*Problem requirements*: From the first line of the records through the line containing "use tracing::error;", retype every line exactly and nothing else.

Stored entries
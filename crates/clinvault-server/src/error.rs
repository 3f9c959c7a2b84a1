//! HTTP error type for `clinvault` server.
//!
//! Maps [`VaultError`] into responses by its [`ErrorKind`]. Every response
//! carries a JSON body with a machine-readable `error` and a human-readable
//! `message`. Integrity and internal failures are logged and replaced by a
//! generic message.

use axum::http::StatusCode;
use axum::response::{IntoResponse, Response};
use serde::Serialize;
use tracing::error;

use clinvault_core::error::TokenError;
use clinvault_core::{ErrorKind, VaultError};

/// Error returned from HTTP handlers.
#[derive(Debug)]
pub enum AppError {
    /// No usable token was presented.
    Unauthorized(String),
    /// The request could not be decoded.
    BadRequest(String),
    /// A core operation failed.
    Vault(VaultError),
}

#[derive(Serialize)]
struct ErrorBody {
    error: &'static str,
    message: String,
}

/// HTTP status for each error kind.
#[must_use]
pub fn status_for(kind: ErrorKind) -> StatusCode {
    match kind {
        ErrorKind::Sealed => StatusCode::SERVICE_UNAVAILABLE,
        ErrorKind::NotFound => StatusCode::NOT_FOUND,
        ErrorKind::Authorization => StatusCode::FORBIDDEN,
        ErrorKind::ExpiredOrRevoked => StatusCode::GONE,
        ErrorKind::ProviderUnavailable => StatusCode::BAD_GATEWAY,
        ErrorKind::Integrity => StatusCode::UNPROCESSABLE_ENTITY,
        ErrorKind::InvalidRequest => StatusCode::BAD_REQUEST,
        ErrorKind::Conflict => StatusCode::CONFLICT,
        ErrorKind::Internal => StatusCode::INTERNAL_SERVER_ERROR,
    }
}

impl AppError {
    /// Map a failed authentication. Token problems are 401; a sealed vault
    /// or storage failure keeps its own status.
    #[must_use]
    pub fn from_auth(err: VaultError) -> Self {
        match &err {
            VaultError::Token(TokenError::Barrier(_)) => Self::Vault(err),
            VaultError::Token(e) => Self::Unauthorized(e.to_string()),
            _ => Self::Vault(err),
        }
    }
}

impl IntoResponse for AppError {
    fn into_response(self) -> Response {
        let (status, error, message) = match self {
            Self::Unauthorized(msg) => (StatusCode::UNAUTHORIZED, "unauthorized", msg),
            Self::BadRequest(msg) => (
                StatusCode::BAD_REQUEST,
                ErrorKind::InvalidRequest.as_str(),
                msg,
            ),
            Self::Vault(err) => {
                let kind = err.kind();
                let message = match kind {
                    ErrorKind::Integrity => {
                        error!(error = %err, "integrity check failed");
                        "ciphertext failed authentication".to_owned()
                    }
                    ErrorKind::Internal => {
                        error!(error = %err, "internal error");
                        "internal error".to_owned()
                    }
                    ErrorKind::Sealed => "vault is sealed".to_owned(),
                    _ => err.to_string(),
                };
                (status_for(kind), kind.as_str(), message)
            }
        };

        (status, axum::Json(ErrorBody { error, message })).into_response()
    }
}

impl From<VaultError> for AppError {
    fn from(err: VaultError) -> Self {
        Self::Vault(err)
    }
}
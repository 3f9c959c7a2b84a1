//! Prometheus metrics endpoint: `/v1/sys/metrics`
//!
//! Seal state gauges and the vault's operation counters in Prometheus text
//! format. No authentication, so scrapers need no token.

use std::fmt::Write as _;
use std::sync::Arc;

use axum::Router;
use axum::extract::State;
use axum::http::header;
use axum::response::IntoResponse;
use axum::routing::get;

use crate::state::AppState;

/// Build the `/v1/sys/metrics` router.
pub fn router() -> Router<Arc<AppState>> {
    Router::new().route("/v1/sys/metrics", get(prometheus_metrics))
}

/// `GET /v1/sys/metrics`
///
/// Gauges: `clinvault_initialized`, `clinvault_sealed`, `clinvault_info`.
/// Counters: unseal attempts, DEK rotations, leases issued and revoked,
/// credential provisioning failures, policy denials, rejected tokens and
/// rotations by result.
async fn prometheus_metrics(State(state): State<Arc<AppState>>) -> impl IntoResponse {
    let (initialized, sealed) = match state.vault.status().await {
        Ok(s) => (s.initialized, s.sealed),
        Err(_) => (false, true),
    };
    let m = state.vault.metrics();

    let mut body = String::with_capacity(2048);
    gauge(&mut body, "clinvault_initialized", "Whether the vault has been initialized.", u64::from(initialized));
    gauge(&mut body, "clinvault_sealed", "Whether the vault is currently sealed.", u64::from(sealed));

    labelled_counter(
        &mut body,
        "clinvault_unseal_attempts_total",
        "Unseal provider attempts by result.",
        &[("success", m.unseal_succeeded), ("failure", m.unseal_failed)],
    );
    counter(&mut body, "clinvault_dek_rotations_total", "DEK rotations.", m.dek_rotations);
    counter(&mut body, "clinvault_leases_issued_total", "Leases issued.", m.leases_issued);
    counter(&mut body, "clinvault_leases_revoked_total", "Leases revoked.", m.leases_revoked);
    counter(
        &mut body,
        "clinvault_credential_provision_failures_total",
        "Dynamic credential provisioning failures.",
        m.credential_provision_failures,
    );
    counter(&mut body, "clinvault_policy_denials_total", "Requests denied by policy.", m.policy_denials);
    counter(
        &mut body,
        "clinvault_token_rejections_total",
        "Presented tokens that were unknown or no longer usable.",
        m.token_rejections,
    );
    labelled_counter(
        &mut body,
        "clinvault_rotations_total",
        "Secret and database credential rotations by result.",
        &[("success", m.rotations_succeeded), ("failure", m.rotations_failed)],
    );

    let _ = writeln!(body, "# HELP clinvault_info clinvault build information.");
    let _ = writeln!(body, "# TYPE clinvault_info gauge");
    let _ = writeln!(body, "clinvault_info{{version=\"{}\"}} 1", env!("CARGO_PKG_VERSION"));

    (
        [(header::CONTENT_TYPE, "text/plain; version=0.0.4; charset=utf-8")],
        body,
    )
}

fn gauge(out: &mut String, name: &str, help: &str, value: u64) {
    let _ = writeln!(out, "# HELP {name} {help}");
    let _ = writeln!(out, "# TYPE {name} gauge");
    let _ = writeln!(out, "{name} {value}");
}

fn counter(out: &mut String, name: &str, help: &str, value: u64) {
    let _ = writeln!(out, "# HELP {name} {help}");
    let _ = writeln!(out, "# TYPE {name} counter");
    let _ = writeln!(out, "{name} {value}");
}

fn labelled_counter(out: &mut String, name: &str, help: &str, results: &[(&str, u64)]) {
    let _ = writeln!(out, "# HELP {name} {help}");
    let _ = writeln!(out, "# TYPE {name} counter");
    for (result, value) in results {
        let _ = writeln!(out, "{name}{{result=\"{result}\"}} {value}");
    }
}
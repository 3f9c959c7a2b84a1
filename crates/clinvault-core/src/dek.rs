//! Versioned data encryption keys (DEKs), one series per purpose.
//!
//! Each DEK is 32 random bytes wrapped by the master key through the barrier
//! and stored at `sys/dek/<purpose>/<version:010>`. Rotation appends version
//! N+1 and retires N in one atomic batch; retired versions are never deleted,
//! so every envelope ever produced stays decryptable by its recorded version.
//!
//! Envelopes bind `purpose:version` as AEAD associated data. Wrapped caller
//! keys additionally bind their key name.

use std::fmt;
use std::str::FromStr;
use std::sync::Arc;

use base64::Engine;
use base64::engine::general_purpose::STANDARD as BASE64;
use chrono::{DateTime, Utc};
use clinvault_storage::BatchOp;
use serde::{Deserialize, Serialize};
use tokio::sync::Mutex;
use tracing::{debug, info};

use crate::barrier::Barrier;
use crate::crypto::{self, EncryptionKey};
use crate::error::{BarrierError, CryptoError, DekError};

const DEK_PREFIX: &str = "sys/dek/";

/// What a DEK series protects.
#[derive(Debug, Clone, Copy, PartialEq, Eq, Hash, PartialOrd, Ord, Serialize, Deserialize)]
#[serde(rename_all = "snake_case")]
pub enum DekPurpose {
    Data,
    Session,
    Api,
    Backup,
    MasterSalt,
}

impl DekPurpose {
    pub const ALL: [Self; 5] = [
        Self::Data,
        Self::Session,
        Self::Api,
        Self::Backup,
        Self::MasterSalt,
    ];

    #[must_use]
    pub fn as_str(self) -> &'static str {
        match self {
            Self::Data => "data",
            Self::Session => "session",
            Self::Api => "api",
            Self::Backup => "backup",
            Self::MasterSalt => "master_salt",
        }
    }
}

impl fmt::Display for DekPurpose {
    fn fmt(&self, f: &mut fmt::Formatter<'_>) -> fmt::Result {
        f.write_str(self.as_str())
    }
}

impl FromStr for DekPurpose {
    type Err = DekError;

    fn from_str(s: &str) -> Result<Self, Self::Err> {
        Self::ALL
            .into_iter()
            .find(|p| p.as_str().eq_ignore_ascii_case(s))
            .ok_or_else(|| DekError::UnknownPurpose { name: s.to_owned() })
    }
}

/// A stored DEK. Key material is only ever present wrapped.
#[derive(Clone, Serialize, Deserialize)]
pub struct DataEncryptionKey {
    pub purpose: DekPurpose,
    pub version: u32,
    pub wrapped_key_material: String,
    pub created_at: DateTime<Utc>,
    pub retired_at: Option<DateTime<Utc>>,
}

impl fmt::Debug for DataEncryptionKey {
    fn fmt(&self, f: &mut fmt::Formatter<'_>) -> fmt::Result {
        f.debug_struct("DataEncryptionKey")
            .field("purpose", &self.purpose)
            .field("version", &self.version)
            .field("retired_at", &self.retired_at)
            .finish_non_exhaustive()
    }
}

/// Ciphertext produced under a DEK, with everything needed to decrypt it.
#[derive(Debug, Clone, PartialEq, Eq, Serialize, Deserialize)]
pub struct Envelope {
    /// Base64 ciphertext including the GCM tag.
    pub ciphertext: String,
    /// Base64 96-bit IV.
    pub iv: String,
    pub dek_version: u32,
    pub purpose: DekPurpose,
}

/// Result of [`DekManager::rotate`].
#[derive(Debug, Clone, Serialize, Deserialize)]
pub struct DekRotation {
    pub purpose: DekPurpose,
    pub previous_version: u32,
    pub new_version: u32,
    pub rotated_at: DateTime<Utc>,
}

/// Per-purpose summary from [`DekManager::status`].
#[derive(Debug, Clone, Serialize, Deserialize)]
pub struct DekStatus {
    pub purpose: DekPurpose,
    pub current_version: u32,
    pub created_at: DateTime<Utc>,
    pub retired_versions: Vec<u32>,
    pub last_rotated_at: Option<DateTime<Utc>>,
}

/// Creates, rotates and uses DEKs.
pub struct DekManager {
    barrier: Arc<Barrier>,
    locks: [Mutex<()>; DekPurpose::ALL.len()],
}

*Task solution*:
filename crates/clinvault-server/src/error.rs
repository 3f9c959c7a2b84a1
//! HTTP error type for `clinvault` server.
//!
//! Maps [`VaultError`] into responses by its [`ErrorKind`]. Every response
//! carries a JSON body with a machine-readable `error` and a human-readable
//! `message`. Integrity and internal failures are logged and replaced by a
//! generic message.

use axum::http::StatusCode;
use axum::response::{IntoResponse, Response};
use serde::Serialize;
use tracing::error;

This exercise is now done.